Blood will have blood, and there’s tons of it in Thomas Kyd’s famous 1592 Elizabethan shocker, though Mitchell Moreno’s Arcola production is severely bowdlerized and a bit gloomy.

This Spanish Tragedy, in fact, is more like a Spanish omelette, full of incomprehensible jabbering between the courts of Spain and Portugal while the hero Hieronimo – played by that excellent, but here rather subdued, actor, Dominic Rowan – stalks his enemies to revenge his son, who has been stabbed and garroted (upside down) in the arbour.

He is aided by an ever-present Ghost (Francis Ortega) and an allegorical figure of Revenge, here played for no very good reason by a sweet little axe-wielding girl. There are some wonderful character studies that don’t get the full swagger they deserve, though Keith Bartlett is a suitably tough amd grizzled King of Spain and Patrick Myles a faintly satanic Lorenzo.

Murder follows murder in the smoky haze of Emma Chapman’s lighting – the old warehouse does have something of the abattoir about it in Helen Goddard’s unadorned design – and climaxes in a play-within-a-play staged by Hieronimo in which his son’s killers are knifed, his son’s lover Bel-Imperia (Charlie Covell could let rip more) stabs herself through the throat and our hero bites off his own tongue and falls on his blade.

You can see where Hamlet was coming from: the play is a landmark in English playwriting and is so rarely seen – there was a gusty National Theatre production by Michael Bogdanov, with the late Michael Bryant as Hieronimo, in the early 1980s – you just wish this version was more complete, and more compelling.
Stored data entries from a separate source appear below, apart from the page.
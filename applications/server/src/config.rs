/// Server configuration
use crate::error::{Result, ServerError};
use openmusic_export::QueueTopology;
use serde::{Deserialize, Serialize};
use std::num::NonZeroUsize;
use std::path::{Path, PathBuf};
use std::time::Duration;

const MAX_JWT_EXPIRATION_HOURS: u64 = 24 * 365;

#[derive(Debug, Clone, Deserialize, Serialize)]
pub struct ServerConfig {
    #[serde(default = "default_server")]
    pub server: ServerSettings,

    #[serde(default = "default_storage")]
    pub storage: StorageSettings,

    #[serde(default = "default_auth")]
    pub auth: AuthSettings,

    #[serde(default = "default_cache")]
    pub cache: CacheSettings,

    #[serde(default = "default_export")]
    pub export: ExportSettings,
}

#[derive(Debug, Clone, Deserialize, Serialize)]
pub struct ServerSettings {
    #[serde(default = "default_host")]
    pub host: String,

    #[serde(default = "default_port")]
    pub port: u16,
}

#[derive(Debug, Clone, Deserialize, Serialize)]
pub struct StorageSettings {
    #[serde(default = "default_database_url")]
    pub database_url: String,
}

#[derive(Debug, Clone, Deserialize, Serialize)]
pub struct AuthSettings {
    pub jwt_secret: String,

    #[serde(default = "default_jwt_expiration_hours")]
    pub jwt_expiration_hours: u64,
}

#[derive(Debug, Clone, Deserialize, Serialize)]
pub struct CacheSettings {
    /// Unset runs the cache local-only
    pub redis_url: Option<String>,

    #[serde(default = "default_cache_connect_timeout_ms")]
    pub connect_timeout_ms: u64,

    #[serde(default = "default_probe_interval_secs")]
    pub probe_interval_secs: u64,

    #[serde(default = "default_local_capacity")]
    pub local_capacity: usize,
}

#[derive(Debug, Clone, Deserialize, Serialize)]
pub struct ExportSettings {
    /// Unset makes every export request fail as unavailable
    pub amqp_url: Option<String>,

    #[serde(default = "default_queue")]
    pub queue: String,

    #[serde(default = "default_dead_letter_queue")]
    pub dead_letter_queue: String,

    #[serde(default = "default_export_connect_timeout_ms")]
    pub connect_timeout_ms: u64,

    /// Bound on one publish, including the broker's confirm
    #[serde(default = "default_publish_timeout_ms")]
    pub publish_timeout_ms: u64,
}

impl CacheSettings {
    pub fn connect_timeout(&self) -> Duration {
        Duration::from_millis(self.connect_timeout_ms)
    }

    pub fn probe_interval(&self) -> Duration {
        Duration::from_secs(self.probe_interval_secs)
    }

    pub fn capacity(&self) -> Result<NonZeroUsize> {
        NonZeroUsize::new(self.local_capacity)
            .ok_or_else(|| ServerError::Config("cache.local_capacity must be positive".to_string()))
    }
}

impl ExportSettings {
    pub fn topology(&self) -> QueueTopology {
        QueueTopology {
            queue: self.queue.clone(),
            dead_letter_queue: self.dead_letter_queue.clone(),
        }
    }

    pub fn connect_timeout(&self) -> Duration {
        Duration::from_millis(self.connect_timeout_ms)
    }

    pub fn publish_timeout(&self) -> Duration {
        Duration::from_millis(self.publish_timeout_ms)
    }
}

impl ServerConfig {
    /// Load configuration from file and environment
    ///
    /// `path` defaults to `config.toml` in the working directory and may be
    /// absent. Environment variables override it, e.g.
    /// `OPENMUSIC_AUTH__JWT_SECRET` sets `auth.jwt_secret`.
    pub fn load(path: Option<&Path>) -> Result<Self> {
        let mut settings = config::Config::builder();

        let config_path = path.map_or_else(|| PathBuf::from("config.toml"), Path::to_path_buf);
        if config_path.exists() {
            settings = settings.add_source(config::File::from(config_path));
        }

        settings = settings.add_source(
            config::Environment::with_prefix("OPENMUSIC")
                .prefix_separator("_")
                .separator("__")
                .try_parsing(true),
        );

        let config = settings
            .build()
            .map_err(|e| ServerError::Config(e.to_string()))?;

        config
            .try_deserialize()
            .map_err(|e| ServerError::Config(e.to_string()))
    }

    /// Validate configuration
    pub fn validate(&self) -> Result<()> {
        if self.auth.jwt_secret.is_empty() {
            return Err(ServerError::Config(
                "JWT secret is required (set OPENMUSIC_AUTH__JWT_SECRET)".to_string(),
            ));
        }

        if !(1..=MAX_JWT_EXPIRATION_HOURS).contains(&self.auth.jwt_expiration_hours) {
            return Err(ServerError::Config(format!(
                "auth.jwt_expiration_hours must be between 1 and {}",
                MAX_JWT_EXPIRATION_HOURS
            )));
        }

        self.cache.capacity()?;

        for (name, value) in [
            ("cache.connect_timeout_ms", self.cache.connect_timeout_ms),
            ("cache.probe_interval_secs", self.cache.probe_interval_secs),
            ("export.connect_timeout_ms", self.export.connect_timeout_ms),
            ("export.publish_timeout_ms", self.export.publish_timeout_ms),
        ] {
            if value == 0 {
                return Err(ServerError::Config(format!("{} must be positive", name)));
            }
        }

        if self.export.queue.is_empty() || self.export.dead_letter_queue.is_empty() {
            return Err(ServerError::Config("export queue names must not be empty".to_string()));
        }

        if self.export.queue == self.export.dead_letter_queue {
            return Err(ServerError::Config(
                "export.queue and export.dead_letter_queue must differ".to_string(),
            ));
        }

        Ok(())
    }
}

// Default values
fn default_server() -> ServerSettings {
    ServerSettings {
        host: default_host(),
        port: default_port(),
    }
}

fn default_host() -> String {
    "0.0.0.0".to_string()
}

fn default_port() -> u16 {
    5000
}

fn default_storage() -> StorageSettings {
    StorageSettings {
        database_url: default_database_url(),
    }
}

fn default_database_url() -> String {
    "sqlite://./data/openmusic.db".to_string()
}

fn default_auth() -> AuthSettings {
    AuthSettings {
        jwt_secret: String::new(),
        jwt_expiration_hours: default_jwt_expiration_hours(),
    }
}

fn default_jwt_expiration_hours() -> u64 {
    24
}

fn default_cache() -> CacheSettings {
    CacheSettings {
        redis_url: None,
        connect_timeout_ms: default_cache_connect_timeout_ms(),
        probe_interval_secs: default_probe_interval_secs(),
        local_capacity: default_local_capacity(),
    }
}

fn default_cache_connect_timeout_ms() -> u64 {
    500
}

fn default_probe_interval_secs() -> u64 {
    30
}

fn default_local_capacity() -> usize {
    10_000
}

fn default_export() -> ExportSettings {
    ExportSettings {
        amqp_url: None,
        queue: default_queue(),
        dead_letter_queue: default_dead_letter_queue(),
        connect_timeout_ms: default_export_connect_timeout_ms(),
        publish_timeout_ms: default_publish_timeout_ms(),
    }
}

fn default_queue() -> String {
    QueueTopology::default().queue
}

fn default_dead_letter_queue() -> String {
    QueueTopology::default().dead_letter_queue
}

fn default_export_connect_timeout_ms() -> u64 {
    2000
}

fn default_publish_timeout_ms() -> u64 {
    5000
}

impl Default for ServerConfig {
    fn default() -> Self {
        Self {
            server: default_server(),
            storage: default_storage(),
            auth: default_auth(),
            cache: default_cache(),
            export: default_export(),
        }
    }
}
It was usual for the arbour to remain on the stage throughout as an emblem of the womb of destiny, life and death, but the Arcola show doesn’t tap into the existential dimension any more than it does the lip-smacking excessiveness. The trouble with a cool, measured approach, though, is that you lose sight of what is extraordinary about the play in the first place.